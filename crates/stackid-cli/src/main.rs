//! StackID, a headless identity wallet
//!
//! Manages the encrypted recovery phrase, both address chains and the
//! identities registered to them.
//!
//! # Usage
//!
//! ```bash
//! STACKID_PASSWORD=... stackid init
//! stackid --config stackid.toml refresh-identities
//! stackid lookup alice.id
//! stackid --validate
//! ```

mod commands;
mod config;

use anyhow::{Context, Result};
use stackid_core::ChainPurpose;
use std::path::PathBuf;

fn main() -> Result<()> {
    // Parse CLI args (minimal, no clap dependency needed)
    let args: Vec<String> = std::env::args().collect();

    let mut config_path = PathBuf::from("stackid.toml");
    let mut explicit_config = false;
    let mut validate_only = false;
    let mut command: Vec<String> = Vec::new();

    let mut i = 1;
    while i < args.len() {
        match args[i].as_str() {
            "--config" | "-c" => {
                i += 1;
                if i < args.len() {
                    config_path = PathBuf::from(&args[i]);
                    explicit_config = true;
                } else {
                    anyhow::bail!("--config requires a path argument");
                }
            }
            "--validate" => {
                validate_only = true;
            }
            "--help" | "-h" => {
                print_help();
                return Ok(());
            }
            "--version" | "-V" => {
                println!("stackid {}", env!("CARGO_PKG_VERSION"));
                return Ok(());
            }
            other if other.starts_with('-') => {
                anyhow::bail!("Unknown argument: {}", other);
            }
            other => command.push(other.to_string()),
        }
        i += 1;
    }

    // Load config; a missing default file means built-in defaults
    let mut cli_config = if explicit_config || config_path.exists() {
        config::CliConfig::from_file(&config_path)
            .with_context(|| format!("Failed to load config from {}", config_path.display()))?
    } else {
        config::CliConfig::default()
    };

    cli_config.apply_env_overrides();

    cli_config
        .validate()
        .context("Configuration validation failed")?;

    // Init logger
    std::env::set_var("RUST_LOG", &cli_config.wallet.log_level);
    env_logger::init();

    if validate_only || command.first().map(String::as_str) == Some("validate") {
        println!("Configuration is valid.");
        println!("  Network:        {}", cli_config.wallet.network);
        println!("  Data dir:       {}", cli_config.wallet.data_dir.display());
        println!("  Name lookup:    {}", cli_config.registry.name_lookup_url);
        println!("  Address lookup: {}", cli_config.registry.address_lookup_url);
        println!("  Storage hub:    {}", cli_config.registry.gaia_url_prefix);
        println!("  Proof mode:     {:?}", cli_config.registry.proof_mode);
        println!(
            "  Core API auth:  {}",
            cli_config.registry.core_api_password.is_some()
        );
        return Ok(());
    }

    let Some(name) = command.first() else {
        print_help();
        anyhow::bail!("No command given");
    };

    // Build tokio runtime
    let rt = tokio::runtime::Runtime::new().context("Failed to create Tokio runtime")?;

    match name.as_str() {
        "init" => commands::init(&cli_config),
        "addresses" => commands::addresses(&cli_config),
        "next-address" => {
            let chain = command
                .get(1)
                .context("next-address requires a chain: identity or payment")?;
            let purpose: ChainPurpose = chain
                .parse()
                .with_context(|| format!("Unknown chain: {}", chain))?;
            commands::next_address(&cli_config, purpose)
        }
        "unlock-check" => commands::unlock_check(&cli_config),
        "refresh-identities" => rt.block_on(commands::refresh_identities(&cli_config)),
        "refresh-balances" => rt.block_on(commands::refresh_balances(&cli_config)),
        "lookup" => {
            let username = command.get(1).context("lookup requires a name")?;
            rt.block_on(commands::lookup(&cli_config, username))
        }
        other => anyhow::bail!("Unknown command: {}", other),
    }
}

fn print_help() {
    println!(
        r#"StackID, a headless identity wallet

USAGE:
    stackid [OPTIONS] <COMMAND> [ARGS]

COMMANDS:
    init                          Create or restore the account
    addresses                     List identity and payment addresses
    next-address <identity|payment>
                                  Derive the next address on a chain
    unlock-check                  Verify the wallet password
    refresh-identities            Resolve names and profiles for all identities
    refresh-balances              Fetch payment address balances
    lookup <name>                 Resolve someone else's name
    validate                      Validate configuration and exit

OPTIONS:
    -c, --config <PATH>   Config file path (default: stackid.toml)
    --validate            Validate config file and exit
    -h, --help            Show this help message
    -V, --version         Show version

ENVIRONMENT VARIABLES (override config file):
    STACKID_DATA_DIR            Data directory path
    STACKID_LOG_LEVEL           Log level (error/warn/info/debug/trace)
    STACKID_NETWORK             Bitcoin network (bitcoin/testnet/signet/regtest)
    STACKID_CORE_API_PASSWORD   Registry node API password
    STACKID_NAME_LOOKUP_URL     Name lookup URL template ({{name}})
    STACKID_ADDRESS_LOOKUP_URL  Address lookup URL template ({{address}})
    STACKID_GAIA_URL_PREFIX     Profile storage hub prefix

    STACKID_PASSWORD            Wallet password (init, unlock-check)
    STACKID_PHRASE              Recovery phrase to restore (init)

EXAMPLES:
    # Create a new account
    STACKID_PASSWORD=... stackid init

    # Refresh identities with a custom config
    stackid --config stackid.toml refresh-identities
"#
    );
}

__TASK GOAL__. Recopy all the entries faithfully, leaving none out.

__SOLUTION TO THIS EXERCISE__.
filename crates/stackid-cli/src/main.rs
//! StackID, a headless identity wallet
//!
//! Manages the encrypted recovery phrase, both address chains and the
//! identities registered to them.
//!
//! # Usage
//!
//! ```bash
//! STACKID_PASSWORD=... stackid init
//! stackid --config stackid.toml refresh-identities
//! stackid lookup alice.id
//! stackid --validate
//! ```

mod commands;
mod config;

use anyhow::{Context, Result};
use stackid_core::ChainPurpose;
use std::path::PathBuf;

fn main() -> Result<()> {
    // Parse CLI args (minimal, no clap dependency needed)
    let args: Vec<String> = std::env::args().collect();

    let mut config_path = PathBuf::from("stackid.toml");
    let mut explicit_config = false;
    let mut validate_only = false;
    let mut command: Vec<String> = Vec::new();

    let mut i = 1;
    while i < args.len() {
        match args[i].as_str() {
            "--config" | "-c" => {
                i += 1;
                if i < args.len() {
                    config_path = PathBuf::from(&args[i]);
                    explicit_config = true;
                } else {
                    anyhow::bail!("--config requires a path argument");
                }
            }
            "--validate" => {
                validate_only = true;
            }
            "--help" | "-h" => {
                print_help();
                return Ok(());
            }
            "--version" | "-V" => {
                println!("stackid {}", env!("CARGO_PKG_VERSION"));
                return Ok(());
            }
            other if other.starts_with('-') => {
                anyhow::bail!("Unknown argument: {}", other);
            }
            other => command.push(other.to_string()),
        }
        i += 1;
    }

    // Load config; a missing default file means built-in defaults
    let mut cli_config = if explicit_config || config_path.exists() {
        config::CliConfig::from_file(&config_path)
            .with_context(|| format!("Failed to load config from {}", config_path.display()))?
    } else {
        config::CliConfig::default()
    };

    cli_config.apply_env_overrides();

    cli_config
        .validate()
        .context("Configuration validation failed")?;

    // Init logger
    std::env::set_var("RUST_LOG", &cli_config.wallet.log_level);
    env_logger::init();

    if validate_only || command.first().map(String::as_str) == Some("validate") {
        println!("Configuration is valid.");
        println!("  Network:        {}", cli_config.wallet.network);
        println!("  Data dir:       {}", cli_config.wallet.data_dir.display());
        println!("  Name lookup:    {}", cli_config.registry.name_lookup_url);
        println!("  Address lookup: {}", cli_config.registry.address_lookup_url);
        println!("  Storage hub:    {}", cli_config.registry.gaia_url_prefix);
        println!("  Proof mode:     {:?}", cli_config.registry.proof_mode);
        println!(
            "  Core API auth:  {}",
            cli_config.registry.core_api_password.is_some()
        );
        return Ok(());
    }

    let Some(name) = command.first() else {
        print_help();
        anyhow::bail!("No command given");
    };

    // Build tokio runtime
    let rt = tokio::runtime::Runtime::new().context("Failed to create Tokio runtime")?;

    match name.as_str() {
        "init" => commands::init(&cli_config),
        "addresses" => commands::addresses(&cli_config),
        "next-address" => {
            let chain = command
                .get(1)
                .context("next-address requires a chain: identity or payment")?;
            let purpose: ChainPurpose = chain
                .parse()
                .with_context(|| format!("Unknown chain: {}", chain))?;
            commands::next_address(&cli_config, purpose)
        }
        "unlock-check" => commands::unlock_check(&cli_config),
        "refresh-identities" => rt.block_on(commands::refresh_identities(&cli_config)),
        "refresh-balances" => rt.block_on(commands::refresh_balances(&cli_config)),
        "lookup" => {
            let username = command.get(1).context("lookup requires a name")?;
            rt.block_on(commands::lookup(&cli_config, username))
        }
        other => anyhow::bail!("Unknown command: {}", other),
    }
}

fn print_help() {
    println!(
        r#"StackID, a headless identity wallet

USAGE:
    stackid [OPTIONS] <COMMAND> [ARGS]

COMMANDS:
    init                          Create or restore the account
    addresses                     List identity and payment addresses
    next-address <identity|payment>
                                  Derive the next address on a chain
    unlock-check                  Verify the wallet password
    refresh-identities            Resolve names and profiles for all identities
    refresh-balances              Fetch payment address balances
    lookup <name>                 Resolve someone else's name
    validate                      Validate configuration and exit

OPTIONS:
    -c, --config <PATH>   Config file path (default: stackid.toml)
    --validate            Validate config file and exit
    -h, --help            Show this help message
    -V, --version         Show version

ENVIRONMENT VARIABLES (override config file):
    STACKID_DATA_DIR            Data directory path
    STACKID_LOG_LEVEL           Log level (error/warn/info/debug/trace)
    STACKID_NETWORK             Bitcoin network (bitcoin/testnet/signet/regtest)
    STACKID_CORE_API_PASSWORD   Registry node API password
    STACKID_NAME_LOOKUP_URL     Name lookup URL template ({{name}})
    STACKID_ADDRESS_LOOKUP_URL  Address lookup URL template ({{address}})
    STACKID_GAIA_URL_PREFIX     Profile storage hub prefix

    STACKID_PASSWORD            Wallet password (init, unlock-check)
    STACKID_PHRASE              Recovery phrase to restore (init)

EXAMPLES:
    # Create a new account
    STACKID_PASSWORD=... stackid init

    # Refresh identities with a custom config
    stackid --config stackid.toml refresh-identities
"#
    );
}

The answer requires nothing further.